ASSIGNED TASK -
Across the data below, state how many lines hold "impl", and reply with nothing but that number.

DATA EXTRACT -
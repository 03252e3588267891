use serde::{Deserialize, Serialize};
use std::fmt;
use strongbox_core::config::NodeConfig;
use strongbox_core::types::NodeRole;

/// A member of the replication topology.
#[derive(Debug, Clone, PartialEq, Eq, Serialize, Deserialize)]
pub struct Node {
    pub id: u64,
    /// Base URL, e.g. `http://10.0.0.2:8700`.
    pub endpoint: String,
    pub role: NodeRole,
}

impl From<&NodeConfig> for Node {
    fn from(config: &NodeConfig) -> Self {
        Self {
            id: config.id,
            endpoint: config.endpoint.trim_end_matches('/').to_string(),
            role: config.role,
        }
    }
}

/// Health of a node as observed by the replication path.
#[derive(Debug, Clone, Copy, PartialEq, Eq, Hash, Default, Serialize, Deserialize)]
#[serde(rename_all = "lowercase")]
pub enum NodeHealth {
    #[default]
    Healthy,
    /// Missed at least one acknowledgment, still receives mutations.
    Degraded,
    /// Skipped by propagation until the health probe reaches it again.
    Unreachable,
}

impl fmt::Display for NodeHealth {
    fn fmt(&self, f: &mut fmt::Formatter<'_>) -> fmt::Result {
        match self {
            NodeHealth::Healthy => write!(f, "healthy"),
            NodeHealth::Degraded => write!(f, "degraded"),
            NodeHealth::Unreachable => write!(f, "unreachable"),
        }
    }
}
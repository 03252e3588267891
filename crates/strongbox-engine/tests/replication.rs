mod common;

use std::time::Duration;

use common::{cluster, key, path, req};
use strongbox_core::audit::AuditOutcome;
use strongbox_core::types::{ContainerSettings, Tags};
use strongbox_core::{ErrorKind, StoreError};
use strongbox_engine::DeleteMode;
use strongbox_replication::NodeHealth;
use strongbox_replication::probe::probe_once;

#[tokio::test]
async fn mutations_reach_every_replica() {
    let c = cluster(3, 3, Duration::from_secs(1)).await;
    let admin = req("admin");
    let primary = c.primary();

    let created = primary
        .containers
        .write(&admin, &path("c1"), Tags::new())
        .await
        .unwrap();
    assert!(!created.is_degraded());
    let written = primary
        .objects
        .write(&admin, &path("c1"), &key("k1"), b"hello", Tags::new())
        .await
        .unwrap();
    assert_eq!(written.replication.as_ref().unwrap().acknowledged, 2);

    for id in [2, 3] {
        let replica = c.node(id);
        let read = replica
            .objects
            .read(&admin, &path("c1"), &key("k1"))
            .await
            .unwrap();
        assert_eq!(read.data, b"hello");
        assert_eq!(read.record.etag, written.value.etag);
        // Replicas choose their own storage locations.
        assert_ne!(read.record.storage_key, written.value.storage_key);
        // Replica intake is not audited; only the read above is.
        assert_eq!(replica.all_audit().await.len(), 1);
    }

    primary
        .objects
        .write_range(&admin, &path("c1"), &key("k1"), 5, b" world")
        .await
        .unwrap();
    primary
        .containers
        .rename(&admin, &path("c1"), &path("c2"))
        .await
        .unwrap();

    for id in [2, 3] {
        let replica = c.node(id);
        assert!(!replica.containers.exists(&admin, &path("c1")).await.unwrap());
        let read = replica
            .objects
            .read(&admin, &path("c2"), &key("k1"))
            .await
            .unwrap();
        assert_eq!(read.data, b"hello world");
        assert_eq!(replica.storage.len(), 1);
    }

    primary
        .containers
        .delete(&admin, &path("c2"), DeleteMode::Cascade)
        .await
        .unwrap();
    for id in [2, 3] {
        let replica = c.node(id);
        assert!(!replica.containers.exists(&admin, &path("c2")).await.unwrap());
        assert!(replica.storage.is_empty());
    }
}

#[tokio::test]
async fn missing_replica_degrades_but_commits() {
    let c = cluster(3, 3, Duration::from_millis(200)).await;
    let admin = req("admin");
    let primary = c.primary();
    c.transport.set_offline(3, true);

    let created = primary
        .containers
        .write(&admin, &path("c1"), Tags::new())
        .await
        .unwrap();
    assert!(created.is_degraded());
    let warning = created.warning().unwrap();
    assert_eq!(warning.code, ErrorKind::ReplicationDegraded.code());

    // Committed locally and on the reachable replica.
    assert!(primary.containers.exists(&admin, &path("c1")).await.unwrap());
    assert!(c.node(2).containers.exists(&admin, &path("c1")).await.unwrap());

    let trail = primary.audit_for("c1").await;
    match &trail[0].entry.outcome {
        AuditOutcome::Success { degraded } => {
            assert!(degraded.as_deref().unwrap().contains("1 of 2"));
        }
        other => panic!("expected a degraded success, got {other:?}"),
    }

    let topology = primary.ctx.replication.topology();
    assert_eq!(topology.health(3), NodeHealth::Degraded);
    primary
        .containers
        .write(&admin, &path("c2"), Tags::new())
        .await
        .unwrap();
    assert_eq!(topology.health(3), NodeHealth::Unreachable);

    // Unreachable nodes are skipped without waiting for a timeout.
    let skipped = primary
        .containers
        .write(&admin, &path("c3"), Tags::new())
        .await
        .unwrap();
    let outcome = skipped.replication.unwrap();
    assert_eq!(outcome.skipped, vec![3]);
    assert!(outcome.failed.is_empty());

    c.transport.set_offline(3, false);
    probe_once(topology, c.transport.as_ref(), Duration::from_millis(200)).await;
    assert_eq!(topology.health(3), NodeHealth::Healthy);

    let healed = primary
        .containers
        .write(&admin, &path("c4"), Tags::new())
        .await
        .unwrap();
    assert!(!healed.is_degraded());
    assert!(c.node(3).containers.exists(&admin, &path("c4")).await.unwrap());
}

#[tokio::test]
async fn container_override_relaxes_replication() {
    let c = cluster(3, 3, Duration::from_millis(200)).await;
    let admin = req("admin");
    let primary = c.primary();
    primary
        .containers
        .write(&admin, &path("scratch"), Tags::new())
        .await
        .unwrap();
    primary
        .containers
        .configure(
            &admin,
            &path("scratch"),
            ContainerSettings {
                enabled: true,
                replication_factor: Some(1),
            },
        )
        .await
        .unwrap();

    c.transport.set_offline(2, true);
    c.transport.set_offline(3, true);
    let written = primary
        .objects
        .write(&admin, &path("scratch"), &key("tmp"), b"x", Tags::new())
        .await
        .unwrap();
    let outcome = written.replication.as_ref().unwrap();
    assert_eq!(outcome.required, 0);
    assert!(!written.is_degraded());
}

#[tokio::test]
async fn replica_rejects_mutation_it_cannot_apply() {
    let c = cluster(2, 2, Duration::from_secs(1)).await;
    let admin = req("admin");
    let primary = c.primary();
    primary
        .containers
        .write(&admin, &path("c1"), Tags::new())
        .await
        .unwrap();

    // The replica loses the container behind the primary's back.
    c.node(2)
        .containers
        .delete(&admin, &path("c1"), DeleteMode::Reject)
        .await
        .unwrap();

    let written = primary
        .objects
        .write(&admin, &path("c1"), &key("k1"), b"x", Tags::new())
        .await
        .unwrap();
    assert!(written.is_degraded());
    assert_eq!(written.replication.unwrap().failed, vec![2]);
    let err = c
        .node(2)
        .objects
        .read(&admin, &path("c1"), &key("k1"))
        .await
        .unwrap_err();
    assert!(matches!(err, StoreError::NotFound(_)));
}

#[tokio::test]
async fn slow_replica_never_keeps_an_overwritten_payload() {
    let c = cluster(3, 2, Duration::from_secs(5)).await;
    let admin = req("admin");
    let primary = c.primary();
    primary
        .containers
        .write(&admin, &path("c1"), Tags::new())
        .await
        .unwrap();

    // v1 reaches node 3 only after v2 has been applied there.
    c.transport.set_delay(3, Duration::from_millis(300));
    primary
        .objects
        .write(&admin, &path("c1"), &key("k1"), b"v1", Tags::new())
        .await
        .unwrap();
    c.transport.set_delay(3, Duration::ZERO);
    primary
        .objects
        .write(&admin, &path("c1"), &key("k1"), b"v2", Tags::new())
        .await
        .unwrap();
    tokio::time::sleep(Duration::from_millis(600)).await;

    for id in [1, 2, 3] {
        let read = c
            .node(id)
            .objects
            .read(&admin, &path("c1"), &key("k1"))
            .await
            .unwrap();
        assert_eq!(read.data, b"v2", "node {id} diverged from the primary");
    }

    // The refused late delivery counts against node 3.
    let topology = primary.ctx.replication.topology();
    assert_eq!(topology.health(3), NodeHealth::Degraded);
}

SOLUTION TO THE PROBLEM -
2